Why did I never know the intimacy of this? I always thought you needed a big tub for two adults…. turns out a regular tub works just as well.
I shower with Ray daily. And honestly, sometimes it’s trying because bathing has always been my me time. But it’s also our time now, I guess. I tried to tell Ray once that I really enjoyed my shower alone time. And he was really upset that I didn’t want to shower with him. Mostly because I am having a hard time with being in the mood. So I get what he was thinking about me not wanting to be naked with him at all ever. Honestly, I could live in my sweatpants and tank tops. While that’s okay with me, there is another person in this life that needs human contact. And I used to be all about that. But ever since babies and now very minimal personal space, It’s hard.

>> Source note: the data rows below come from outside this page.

use ch32_metapac as pac;
use pac::gpio::Gpio;

/// Key matrix interface.
///
/// Rows are open-drain outputs driven low one at a time, columns are
/// pulled-up inputs which read low where a key in the driven row is down.
pub struct KeyPins {
    rows: Gpio,
    first_row: usize,
    cols: Gpio,
    first_col: usize,
}

impl KeyPins {
    pub const ROWS: usize = 8;
    pub const COLS: usize = 5;

    /// Drive row `row` low and release every other row.
    pub fn select_row(&self, row: usize) {
        self.rows.bshr().write(|w| {
            // Set takes priority over reset within one write.
            for r in (0..Self::ROWS).filter(|&r| r != row) {
                w.set_bs(self.first_row + r, true);
            }
            w.set_br(self.first_row + row, true);
        });
    }

    /// Release every row.
    pub fn release_rows(&self) {
        self.rows.bshr().write(|w| {
            for r in 0..Self::ROWS {
                w.set_bs(self.first_row + r, true);
            }
        });
    }

    /// Columns reading low, bit 0 for the first column.
    pub fn read_cols(&self) -> u32 {
        let indr = self.cols.indr().read();
        (0..Self::COLS)
            .filter(|&c| !indr.idr(self.first_col + c))
            .fold(0, |acc, c| acc | (1 << c))
    }
}

/// Pins container.
///
/// Contains the results of setting up the GPIOs,
/// including access to the key matrix and the video output ports.
#[allow(clippy::manual_non_exhaustive)]
pub struct Pins {
    pub keys: KeyPins,
    pub led: OutputPin,
    pub vsync: OutputPin,
    pub lcd_dc: OutputPin,
    pub lcd_cs: OutputPin,
    pub lcd_rst: OutputPin,
    pub lcd_led: OutputPin,
    rgb: Gpio,
    _private: (),
}

impl Pins {
    /// Get the address of the data register to DMA colour pixels into.
    pub fn rgb_odr(&self) -> u32 {
        self.rgb.outdr().as_ptr() as u32
    }
}

/// Pin function, as the CNF and MODE fields of the port configuration registers.
#[derive(Copy, Clone)]
enum Cfg {
    InFloating,
    InPull,
    Out2MHz,
    Out50MHz,
    OutOpenDrain2MHz,
    Alt50MHz,
}

impl Cfg {
    /// CNF and MODE field values.
    fn fields(self) -> (u8, u8) {
        match self {
            Cfg::InFloating => (0b01, 0b00),
            Cfg::InPull => (0b10, 0b00),
            Cfg::Out2MHz => (0b00, 0b10),
            Cfg::Out50MHz => (0b00, 0b11),
            Cfg::OutOpenDrain2MHz => (0b01, 0b10),
            Cfg::Alt50MHz => (0b10, 0b11),
        }
    }
}

fn configure(port: Gpio, pins: &[(usize, Cfg)]) {
    for &(pin, cfg) in pins {
        let (cnf, mode) = cfg.fields();
        if pin < 8 {
            port.cfglr().modify(|w| {
                w.set_cnf(pin, cnf);
                w.set_mode(pin, mode);
            });
        } else {
            port.cfghr().modify(|w| {
                w.set_cnf(pin - 8, cnf);
                w.set_mode(pin - 8, mode);
            });
        }
    }
}

// GPIOA
// PA0: Output, LED
// PA1: AF, TIM2_CH2, HSYNC
// PA2: AF, USART2_TX, CPU link TX
// PA3: Input, USART2_RX, CPU link RX
// PA4: Output, VSYNC
// PA5: AF, SPI1_SCK, LCD_SCL
// PA6: AF, TIM3_CH1, SOUND
// PA7: AF, SPI1_MOSI, VIDEO / LCD_SDA
// PA8-12: Input pulled up, KEY_COL0-4
// PA13-14: SWDIO, SWCLK
// PA15: Unused
#[rustfmt::skip]
const PORTA: [(usize, Cfg); 13] = [
    (0, Cfg::Out2MHz),  (1, Cfg::Alt50MHz), (2, Cfg::Alt50MHz), (3, Cfg::InFloating),
    (4, Cfg::Out50MHz), (5, Cfg::Alt50MHz), (6, Cfg::Alt50MHz), (7, Cfg::Alt50MHz),
    (8, Cfg::InPull),   (9, Cfg::InPull),   (10, Cfg::InPull),  (11, Cfg::InPull),
    (12, Cfg::InPull),
];

// GPIOB
// PB0-2: Unused
// PB3: Output, LCD_DC
// PB4: Output, LCD_CS
// PB5: Output, LCD_RST
// PB6: Output, LCD_LED
// PB7: Unused
// PB8-15: Open drain output, KEY_ROW0-7
#[rustfmt::skip]
const PORTB: [(usize, Cfg); 12] = [
    (3, Cfg::Out50MHz), (4, Cfg::Out50MHz), (5, Cfg::Out50MHz), (6, Cfg::Out2MHz),
    (8, Cfg::OutOpenDrain2MHz),  (9, Cfg::OutOpenDrain2MHz),
    (10, Cfg::OutOpenDrain2MHz), (11, Cfg::OutOpenDrain2MHz),
    (12, Cfg::OutOpenDrain2MHz), (13, Cfg::OutOpenDrain2MHz),
    (14, Cfg::OutOpenDrain2MHz), (15, Cfg::OutOpenDrain2MHz),
];

// GPIOC
// PC0: Output, VIDEO_R
// PC1: Output, VIDEO_G
// PC2: Output, VIDEO_B
// PC3-15: Unused
// The colour DMA writes the whole OUTDR, so nothing else may live on this port.
const PORTC: [(usize, Cfg); 3] = [(0, Cfg::Out50MHz), (1, Cfg::Out50MHz), (2, Cfg::Out50MHz)];

pub fn setup() -> Pins {
    let (gpioa, gpiob, gpioc) = (pac::GPIOA, pac::GPIOB, pac::GPIOC);

    // Set output levels before the pins become outputs.
    // VSYNC idles high for the negative polarity pulse, key columns pull up.
    gpioa.outdr().write(|w| {
        w.set_odr(4, true);
        for col in 8..13 {
            w.set_odr(col, true);
        }
    });
    // Rows start released, LCD_CS and LCD_RST inactive high.
    gpiob.outdr().write(|w| {
        w.set_odr(4, true);
        w.set_odr(5, true);
        for row in 8..16 {
            w.set_odr(row, true);
        }
    });
    gpioc.outdr().write_value(pac::gpio::regs::Outdr(0));

    configure(gpioa, &PORTA);
    configure(gpiob, &PORTB);
    configure(gpioc, &PORTC);

    let keys = KeyPins {
        rows: gpiob,
        first_row: 8,
        cols: gpioa,
        first_col: 8,
    };

    Pins {
        keys,
        led: OutputPin::new(gpioa, 0),
        vsync: OutputPin::new(gpioa, 4),
        lcd_dc: OutputPin::new(gpiob, 3),
        lcd_cs: OutputPin::new(gpiob, 4),
        lcd_rst: OutputPin::new(gpiob, 5),
        lcd_led: OutputPin::new(gpiob, 6),
        rgb: gpioc,
        _private: (),
    }
}

/// Pin for runtime control of outputs.
pub struct OutputPin {
    port: Gpio,
    pin: usize,
}

impl OutputPin {
    fn new(port: Gpio, pin: usize) -> OutputPin {
        OutputPin { port, pin }
    }

    /// Drive the pin high or low.
    pub fn set(&self, high: bool) {
        if high {
            self.port.bshr().write(|w| w.set_bs(self.pin, true));
        } else {
            self.port.bshr().write(|w| w.set_br(self.pin, true));
        }
    }

    /// Set pin high.
    pub fn set_high(&self) {
        self.set(true);
    }

    /// Set pin low.
    pub fn set_low(&self) {
        self.set(false);
    }
}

How do you get in the mood for anything? I don’t know. I think it’s me. Honestly . And ray is very accommodating for anything that I’m going through. So I had a concussion at the beginning of the month. And then I had to take pills to give me my period for the first time in 6 months. Cause Apparently it’s bad to not get it because lining and build up and cancer, according to my GYN. So cramps and then period for 10 days and there you have an entire month with no sex. Which was brought to my attention, a lot. But not in a shitty way. In a “hey, my dick might fall off if I don’t use it soon.” sort of way. Which I get. So all this brings me to a bath.
Bathing. I took a bath tonight for the first time in 2 years and Ray decided to join me.
I felt like we were dating. It was the most intimate thing to me and made be feel those butterflies again (after 10 years!!!) . I think more baths will be in our future (like every night for the next forever) so let me know any recommendations for bath salts/oils? What’s the difference and what do you prefer?